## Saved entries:
/---

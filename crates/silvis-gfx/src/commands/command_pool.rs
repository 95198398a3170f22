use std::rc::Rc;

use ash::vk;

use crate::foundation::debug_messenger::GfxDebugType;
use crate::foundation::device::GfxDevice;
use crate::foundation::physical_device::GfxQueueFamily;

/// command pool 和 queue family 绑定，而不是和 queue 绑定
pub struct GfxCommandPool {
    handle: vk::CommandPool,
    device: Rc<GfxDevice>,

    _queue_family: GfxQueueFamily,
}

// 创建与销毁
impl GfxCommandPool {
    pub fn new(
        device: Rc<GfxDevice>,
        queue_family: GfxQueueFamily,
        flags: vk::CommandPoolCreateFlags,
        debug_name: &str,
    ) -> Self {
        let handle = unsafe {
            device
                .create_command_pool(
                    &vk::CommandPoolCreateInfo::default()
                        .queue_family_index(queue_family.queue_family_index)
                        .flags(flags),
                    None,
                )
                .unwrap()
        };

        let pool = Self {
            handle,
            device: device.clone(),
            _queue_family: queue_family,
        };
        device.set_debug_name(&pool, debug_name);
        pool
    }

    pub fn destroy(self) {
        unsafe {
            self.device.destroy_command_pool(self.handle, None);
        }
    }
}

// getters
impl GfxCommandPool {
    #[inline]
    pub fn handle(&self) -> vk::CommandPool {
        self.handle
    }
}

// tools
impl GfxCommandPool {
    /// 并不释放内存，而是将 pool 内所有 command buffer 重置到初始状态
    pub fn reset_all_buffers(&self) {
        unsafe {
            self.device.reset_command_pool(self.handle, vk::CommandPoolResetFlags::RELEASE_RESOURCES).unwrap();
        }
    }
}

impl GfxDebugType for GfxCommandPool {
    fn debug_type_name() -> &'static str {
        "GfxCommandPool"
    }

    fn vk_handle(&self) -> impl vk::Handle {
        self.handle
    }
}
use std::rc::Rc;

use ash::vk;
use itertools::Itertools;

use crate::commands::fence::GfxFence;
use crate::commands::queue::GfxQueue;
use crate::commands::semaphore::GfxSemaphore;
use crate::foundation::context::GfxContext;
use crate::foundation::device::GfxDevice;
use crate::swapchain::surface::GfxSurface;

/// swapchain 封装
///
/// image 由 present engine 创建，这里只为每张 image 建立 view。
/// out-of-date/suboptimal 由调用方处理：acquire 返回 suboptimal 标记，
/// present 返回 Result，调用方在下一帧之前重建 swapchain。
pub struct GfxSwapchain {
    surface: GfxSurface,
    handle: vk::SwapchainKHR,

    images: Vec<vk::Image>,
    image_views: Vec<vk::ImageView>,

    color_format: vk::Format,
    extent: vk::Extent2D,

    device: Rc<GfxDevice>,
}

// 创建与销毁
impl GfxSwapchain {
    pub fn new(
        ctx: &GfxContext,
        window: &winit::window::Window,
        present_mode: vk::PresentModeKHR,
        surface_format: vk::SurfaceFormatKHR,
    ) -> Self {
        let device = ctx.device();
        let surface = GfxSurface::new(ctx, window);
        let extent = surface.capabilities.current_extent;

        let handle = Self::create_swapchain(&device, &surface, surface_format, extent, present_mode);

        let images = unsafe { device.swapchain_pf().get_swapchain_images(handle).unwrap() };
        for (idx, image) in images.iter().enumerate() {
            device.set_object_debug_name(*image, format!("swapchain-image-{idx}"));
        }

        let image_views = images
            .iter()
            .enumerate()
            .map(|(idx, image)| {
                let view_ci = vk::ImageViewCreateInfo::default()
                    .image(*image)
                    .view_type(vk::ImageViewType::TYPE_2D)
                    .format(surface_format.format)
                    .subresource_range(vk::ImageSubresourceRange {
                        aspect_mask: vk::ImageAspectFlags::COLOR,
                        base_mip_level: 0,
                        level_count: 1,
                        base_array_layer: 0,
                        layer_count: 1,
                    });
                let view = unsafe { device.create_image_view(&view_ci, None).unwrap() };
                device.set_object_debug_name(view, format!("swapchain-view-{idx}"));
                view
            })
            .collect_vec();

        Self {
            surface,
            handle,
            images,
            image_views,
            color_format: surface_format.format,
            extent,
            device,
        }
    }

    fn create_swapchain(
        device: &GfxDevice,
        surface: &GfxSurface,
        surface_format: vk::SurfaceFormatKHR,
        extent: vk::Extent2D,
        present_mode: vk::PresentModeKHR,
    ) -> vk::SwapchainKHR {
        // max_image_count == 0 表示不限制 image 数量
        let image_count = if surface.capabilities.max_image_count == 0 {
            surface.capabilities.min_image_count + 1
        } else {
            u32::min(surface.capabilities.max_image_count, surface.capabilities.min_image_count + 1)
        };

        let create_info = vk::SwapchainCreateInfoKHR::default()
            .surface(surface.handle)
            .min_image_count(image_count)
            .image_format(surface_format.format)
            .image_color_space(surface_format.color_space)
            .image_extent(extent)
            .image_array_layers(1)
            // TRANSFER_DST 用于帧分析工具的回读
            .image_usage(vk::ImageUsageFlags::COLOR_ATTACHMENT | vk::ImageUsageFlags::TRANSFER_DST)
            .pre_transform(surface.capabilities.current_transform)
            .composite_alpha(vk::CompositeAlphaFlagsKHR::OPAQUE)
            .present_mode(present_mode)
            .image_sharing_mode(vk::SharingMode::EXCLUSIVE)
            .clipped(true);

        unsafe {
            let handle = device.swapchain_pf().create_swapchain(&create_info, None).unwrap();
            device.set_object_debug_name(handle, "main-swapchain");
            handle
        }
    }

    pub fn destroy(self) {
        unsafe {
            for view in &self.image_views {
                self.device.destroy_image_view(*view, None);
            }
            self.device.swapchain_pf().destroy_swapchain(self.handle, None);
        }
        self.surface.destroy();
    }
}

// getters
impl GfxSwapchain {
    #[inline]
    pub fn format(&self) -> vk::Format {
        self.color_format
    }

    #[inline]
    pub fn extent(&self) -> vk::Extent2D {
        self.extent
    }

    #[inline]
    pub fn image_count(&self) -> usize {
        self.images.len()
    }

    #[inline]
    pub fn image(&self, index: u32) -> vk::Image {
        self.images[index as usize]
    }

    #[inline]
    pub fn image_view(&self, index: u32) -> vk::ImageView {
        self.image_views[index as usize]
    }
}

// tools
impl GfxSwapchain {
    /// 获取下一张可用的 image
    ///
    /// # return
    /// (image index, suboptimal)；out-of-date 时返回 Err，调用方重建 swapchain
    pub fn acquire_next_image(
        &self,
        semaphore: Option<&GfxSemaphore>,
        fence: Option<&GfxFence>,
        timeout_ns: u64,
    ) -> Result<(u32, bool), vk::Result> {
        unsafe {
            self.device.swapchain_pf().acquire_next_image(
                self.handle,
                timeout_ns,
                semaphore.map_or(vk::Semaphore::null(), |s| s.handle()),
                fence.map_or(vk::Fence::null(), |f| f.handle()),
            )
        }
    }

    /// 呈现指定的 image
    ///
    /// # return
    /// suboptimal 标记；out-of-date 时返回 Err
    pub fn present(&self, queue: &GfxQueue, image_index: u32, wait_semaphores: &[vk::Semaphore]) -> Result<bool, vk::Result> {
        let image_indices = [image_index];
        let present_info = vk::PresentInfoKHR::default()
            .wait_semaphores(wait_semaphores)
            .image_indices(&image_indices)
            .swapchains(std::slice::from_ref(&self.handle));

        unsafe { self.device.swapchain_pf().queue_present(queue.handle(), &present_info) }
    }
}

\---
/---

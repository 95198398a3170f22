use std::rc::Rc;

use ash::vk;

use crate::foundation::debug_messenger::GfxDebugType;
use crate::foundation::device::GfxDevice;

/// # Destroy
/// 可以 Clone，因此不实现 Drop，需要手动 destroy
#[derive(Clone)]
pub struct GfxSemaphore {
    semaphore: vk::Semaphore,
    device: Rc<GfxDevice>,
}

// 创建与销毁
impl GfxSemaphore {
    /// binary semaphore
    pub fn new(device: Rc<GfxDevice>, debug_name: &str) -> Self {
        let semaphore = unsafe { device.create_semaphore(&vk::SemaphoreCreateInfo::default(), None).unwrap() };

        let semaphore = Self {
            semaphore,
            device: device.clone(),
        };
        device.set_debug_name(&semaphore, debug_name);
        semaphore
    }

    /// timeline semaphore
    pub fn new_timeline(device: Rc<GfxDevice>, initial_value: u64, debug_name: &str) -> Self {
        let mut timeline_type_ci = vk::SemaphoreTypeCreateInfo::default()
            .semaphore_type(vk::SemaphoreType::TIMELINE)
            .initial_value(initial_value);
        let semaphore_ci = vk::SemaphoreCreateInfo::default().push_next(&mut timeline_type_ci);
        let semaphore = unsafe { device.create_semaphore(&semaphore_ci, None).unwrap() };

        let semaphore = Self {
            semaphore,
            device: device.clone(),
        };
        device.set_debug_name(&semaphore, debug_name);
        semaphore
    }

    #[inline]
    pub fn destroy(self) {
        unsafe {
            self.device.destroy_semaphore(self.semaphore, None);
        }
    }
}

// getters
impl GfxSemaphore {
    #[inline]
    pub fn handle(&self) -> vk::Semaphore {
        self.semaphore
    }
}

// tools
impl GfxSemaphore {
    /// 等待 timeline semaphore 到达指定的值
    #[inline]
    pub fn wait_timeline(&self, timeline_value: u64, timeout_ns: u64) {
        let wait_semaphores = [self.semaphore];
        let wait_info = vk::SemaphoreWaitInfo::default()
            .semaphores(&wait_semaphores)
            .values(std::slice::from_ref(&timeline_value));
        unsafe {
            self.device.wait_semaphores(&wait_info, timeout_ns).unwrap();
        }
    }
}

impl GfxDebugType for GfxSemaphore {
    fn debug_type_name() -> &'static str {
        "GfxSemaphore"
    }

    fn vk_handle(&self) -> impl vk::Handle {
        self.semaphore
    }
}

\---

## WHAT TO PRODUCE:
In the entries above, restate word for word the lines between the one holding "for (idx, image)" and the one holding "表示不限制 image 数量", inclusive, and nothing besides.

## RESPONSE TO THE TASK:
        for (idx, image) in images.iter().enumerate() {
            device.set_object_debug_name(*image, format!("swapchain-image-{idx}"));
        }

        let image_views = images
            .iter()
            .enumerate()
            .map(|(idx, image)| {
                let view_ci = vk::ImageViewCreateInfo::default()
                    .image(*image)
                    .view_type(vk::ImageViewType::TYPE_2D)
                    .format(surface_format.format)
                    .subresource_range(vk::ImageSubresourceRange {
                        aspect_mask: vk::ImageAspectFlags::COLOR,
                        base_mip_level: 0,
                        level_count: 1,
                        base_array_layer: 0,
                        layer_count: 1,
                    });
                let view = unsafe { device.create_image_view(&view_ci, None).unwrap() };
                device.set_object_debug_name(view, format!("swapchain-view-{idx}"));
                view
            })
            .collect_vec();

        Self {
            surface,
            handle,
            images,
            image_views,
            color_format: surface_format.format,
            extent,
            device,
        }
    }

    fn create_swapchain(
        device: &GfxDevice,
        surface: &GfxSurface,
        surface_format: vk::SurfaceFormatKHR,
        extent: vk::Extent2D,
        present_mode: vk::PresentModeKHR,
    ) -> vk::SwapchainKHR {
        // max_image_count == 0 表示不限制 image 数量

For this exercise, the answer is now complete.